The life-saving piece of equipment, valuing over $700,000, was donated by the Jamaican Canadian Association of Nurses (JCAN) and will enable the effective management of patients post-operatively. It will also monitor the status of heart attack and stroke victims.
Regional Director of the South Regional Health Authority Michael Bent said a partnership was formed with JCAN at the Diaspora Conference 2015 and the donation from the association is the start of a lifelong partnership. "This is the latest model of the cardiac monitor and so it is expected that with this vital piece of equipment, the May Pen Hospital will be able to treat the high numbers of heart attack and stroke patients it receives and will ultimately enhance patient care," he said.
"The hospital sees a lot of stroke victims, and if we are able to get them on this machine within 24-48 hours after a stroke, then the chances of getting them back to normality is very high. Many of the persons who suffer a stroke and become incapacitated for a long time would not have suffered if we had this piece of equipment, because treatment with it within 24-48 hours is likely to bring full recovery and a return to full production."

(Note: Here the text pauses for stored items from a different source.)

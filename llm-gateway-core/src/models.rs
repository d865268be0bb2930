//! # Normalized Chat Types
//!
//! This module defines the provider-neutral data model that flows through the
//! gateway. Incoming OpenAI-compatible requests are deserialized into
//! [`ChatRequest`], translated by an adapter into the upstream wire shape, and
//! the upstream reply is translated back into a [`ChatResponse`].
//!
//! ## Normalization rules
//!
//! - Every response carries the **name of the provider** that produced it.
//! - `usage` is copied verbatim when the upstream reports it; otherwise the
//!   adapter estimates completion tokens from the emitted content.
//! - `latency_ms` is always written by the router, never by an adapter.
//!
//! ## Streaming
//!
//! Adapters stream plain text deltas through a push callback (see
//! [`crate::providers::StreamHandler`]); the [`StreamChunk`] envelope defined
//! here is the JSON shape the HTTP front-end frames into SSE events.

use chrono::{DateTime, Utc};
use serde::{Deserialize, Serialize};
use std::time::Duration;

/// Chat completion request, normalized across providers.
///
/// # Example
///
/// ```rust
/// let request = ChatRequest {
///     model: "gpt-4".to_string(),
///     messages: vec![Message::user("Hello, world!")],
///     temperature: Some(0.7),
///     max_tokens: Some(100),
///     ..Default::default()
/// };
/// ```
#[derive(Debug, Clone, Serialize, Deserialize, Default)]
pub struct ChatRequest {
    /// Opaque request identifier; generated by the front-end when absent
    #[serde(default, skip_serializing_if = "Option::is_none")]
    pub id: Option<String>,
    /// The model to use for completion
    pub model: String,
    /// Ordered conversation messages
    pub messages: Vec<Message>,
    /// Maximum number of tokens to generate
    #[serde(skip_serializing_if = "Option::is_none")]
    pub max_tokens: Option<u32>,
    /// Controls randomness (0.0 to 2.0)
    #[serde(skip_serializing_if = "Option::is_none")]
    pub temperature: Option<f32>,
    /// Nucleus sampling cutoff (0.0 to 1.0)
    #[serde(skip_serializing_if = "Option::is_none")]
    pub top_p: Option<f32>,
    /// Top-k sampling cutoff
    #[serde(skip_serializing_if = "Option::is_none")]
    pub top_k: Option<u32>,
    /// Reduces repetition of topics already present
    #[serde(skip_serializing_if = "Option::is_none")]
    pub presence_penalty: Option<f32>,
    /// Reduces repetition of tokens already present
    #[serde(skip_serializing_if = "Option::is_none")]
    pub frequency_penalty: Option<f32>,
    /// Sequences that stop generation; a bare string or a list
    #[serde(skip_serializing_if = "Option::is_none")]
    pub stop: Option<StopSequences>,
    /// Whether to stream the response
    #[serde(skip_serializing_if = "Option::is_none")]
    pub stream: Option<bool>,
    /// Opaque user tag, used for sticky routing and upstream attribution
    #[serde(skip_serializing_if = "Option::is_none")]
    pub user: Option<String>,
}

impl ChatRequest {
    /// Content of the first message, used as part of the consistent-hash key.
    pub fn first_message_content(&self) -> &str {
        self.messages.first().map(|m| m.content.as_str()).unwrap_or("")
    }

    /// Whether the conversation contains at least one system message.
    pub fn has_system_message(&self) -> bool {
        self.messages.iter().any(|m| m.role == Role::System)
    }
}

/// Stop sequences accepted either as a single string or a list of strings,
/// mirroring the OpenAI surface.
#[derive(Debug, Clone, Serialize, Deserialize, PartialEq, Eq)]
#[serde(untagged)]
pub enum StopSequences {
    Single(String),
    Many(Vec<String>),
}

impl StopSequences {
    /// Normalize to a list regardless of the accepted shape.
    pub fn to_vec(&self) -> Vec<String> {
        match self {
            StopSequences::Single(s) => vec![s.clone()],
            StopSequences::Many(v) => v.clone(),
        }
    }
}

/// A message in a conversation.
#[derive(Debug, Clone, Serialize, Deserialize, PartialEq, Eq)]
pub struct Message {
    /// Role of the message sender
    pub role: Role,
    /// Content of the message
    pub content: String,
}

impl Message {
    pub fn system(content: impl Into<String>) -> Self {
        Self { role: Role::System, content: content.into() }
    }

    pub fn user(content: impl Into<String>) -> Self {
        Self { role: Role::User, content: content.into() }
    }

    pub fn assistant(content: impl Into<String>) -> Self {
        Self { role: Role::Assistant, content: content.into() }
    }
}

/// Role of a message in a conversation.
#[derive(Debug, Clone, Copy, Serialize, Deserialize, Hash, PartialEq, Eq)]
#[serde(rename_all = "lowercase")]
pub enum Role {
    System,
    User,
    Assistant,
    Tool,
}

/// Chat completion response, normalized across providers.
#[derive(Debug, Clone, Serialize, Deserialize)]
pub struct ChatResponse {
    /// Identifier echoed from the request or assigned by the upstream
    pub id: String,
    /// Echoed model name
    pub model: String,
    /// Name of the provider that produced this response
    pub provider: String,
    /// Unix timestamp of creation
    pub created: u64,
    /// Generated completions
    pub choices: Vec<Choice>,
    /// Token usage, reported by the upstream or estimated
    pub usage: Usage,
    /// End-to-end latency measured by the router; adapters leave this at zero
    #[serde(default)]
    pub latency_ms: u64,
}

/// A generated completion choice.
#[derive(Debug, Clone, Serialize, Deserialize)]
pub struct Choice {
    /// Index of the choice in the response
    pub index: u32,
    /// The generated message
    pub message: Message,
    /// Reason why generation stopped; `None` while still streaming
    pub finish_reason: Option<FinishReason>,
}

/// Reason a completion stopped.
#[derive(Debug, Clone, Copy, Serialize, Deserialize, PartialEq, Eq)]
#[serde(rename_all = "snake_case")]
pub enum FinishReason {
    Stop,
    Length,
    ContentFilter,
    Tool,
}

/// Token usage statistics.
#[derive(Debug, Clone, Copy, Default, Serialize, Deserialize)]
pub struct Usage {
    pub prompt_tokens: u32,
    pub completion_tokens: u32,
    pub total_tokens: u32,
}

impl Usage {
    pub fn new(prompt_tokens: u32, completion_tokens: u32) -> Self {
        Self { prompt_tokens, completion_tokens, total_tokens: prompt_tokens + completion_tokens }
    }
}

/// Incremental frame of a streamed response. The JSON shape matches the
/// non-streaming [`ChatResponse`] with a `delta` per choice; the terminal
/// frame carries `done: true` and an empty delta.
#[derive(Debug, Clone, Serialize, Deserialize)]
pub struct StreamChunk {
    pub id: String,
    pub model: String,
    pub provider: String,
    pub created: u64,
    pub choices: Vec<StreamChoice>,
    #[serde(default)]
    pub done: bool,
}

#[derive(Debug, Clone, Serialize, Deserialize)]
pub struct StreamChoice {
    pub index: u32,
    pub delta: Delta,
    pub finish_reason: Option<FinishReason>,
}

#[derive(Debug, Clone, Default, Serialize, Deserialize)]
pub struct Delta {
    #[serde(skip_serializing_if = "Option::is_none")]
    pub content: Option<String>,
}

/// Descriptor for a model a provider can serve.
#[derive(Debug, Clone, Serialize, Deserialize, PartialEq, Eq)]
pub struct ModelDescriptor {
    /// Model name as accepted in requests
    pub name: String,
    /// Name of the provider that serves it
    pub provider: String,
}

/// Record of a routing decision, returned alongside every dispatched request.
#[derive(Debug, Clone, Serialize, Deserialize)]
pub struct RoutingDecision {
    /// Name of the selected provider
    pub provider: String,
    /// Name of the strategy that made the choice
    pub strategy: String,
    /// Attempt number on which the request completed (starts at 1)
    pub attempt: u32,
    /// Whether a backup path was taken (degraded candidate list or a
    /// breaker-open provider was skipped)
    pub used_backup: bool,
    /// In-flight requests divided by the provider's rpm limit, in [0, 1]
    pub load_factor: f64,
    /// Wall-clock time of the selection
    pub selected_at: DateTime<Utc>,
}

/// Advisory view of a provider's upstream rate-limit budget, refreshed from
/// response headers after every call. The router may use it to bias
/// selection but never treats it as authoritative.
#[derive(Debug, Clone, Default, Serialize, Deserialize)]
pub struct RateLimitSnapshot {
    /// Declared requests-per-minute limit from configuration
    pub rpm: u32,
    /// Declared tokens-per-minute limit from configuration
    pub tpm: u32,
    /// Remaining requests reported by the upstream, when known
    #[serde(skip_serializing_if = "Option::is_none")]
    pub remaining_rpm: Option<u32>,
    /// Remaining tokens reported by the upstream, when known
    #[serde(skip_serializing_if = "Option::is_none")]
    pub remaining_tpm: Option<u32>,
    /// When the upstream window resets, when known
    #[serde(skip_serializing_if = "Option::is_none")]
    pub reset_at: Option<DateTime<Utc>>,
}

/// Result of a single health probe against a provider endpoint.
#[derive(Debug, Clone)]
pub struct ProbeResult {
    pub healthy: bool,
    /// Round-trip time of the probe
    pub rtt: Duration,
    /// Endpoint that was probed
    pub endpoint: String,
    /// Error description when the probe failed
    pub error: Option<String>,
}

impl ProbeResult {
    pub fn ok(rtt: Duration, endpoint: impl Into<String>) -> Self {
        Self { healthy: true, rtt, endpoint: endpoint.into(), error: None }
    }

    pub fn failed(rtt: Duration, endpoint: impl Into<String>, error: impl Into<String>) -> Self {
        Self { healthy: false, rtt, endpoint: endpoint.into(), error: Some(error.into()) }
    }
}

Meanwhile, Senior Medical Officer of the May Pen Hospital Dr Bradley Edwards says, "The hospital is currently under stress in terms of the fact that we are overcrowded. We have 110 per cent occupancy on a regular basis and it shows that we need to expand as an institution. Right now, based on our projections, we will need at least two more 30-bed wards to be able to look after the population that we expect in the next 10 years will be coming to this institution. I expect primary health care to be improved, but I'm still expecting that as we get an ageing population, more and more people will be coming."
FULFILLING A DREAM
Dr Edwards said the facility welcomes and appreciates the piece of equipment. "This means a lot to us, because our dream and passion at the May Pen Hospital is to treat persons with heart attacks and strokes with thrombolytic therapy so they can go home within a few days without any defect," he said.
The cardiac monitor will be placed in the recovery room/high dependency unit so that persons who are in need of intensive management will be properly monitored and treated with a chance of being restored as close to normal as possible.
"We really appreciate this; this gift is more than it appears," Dr Edwards said.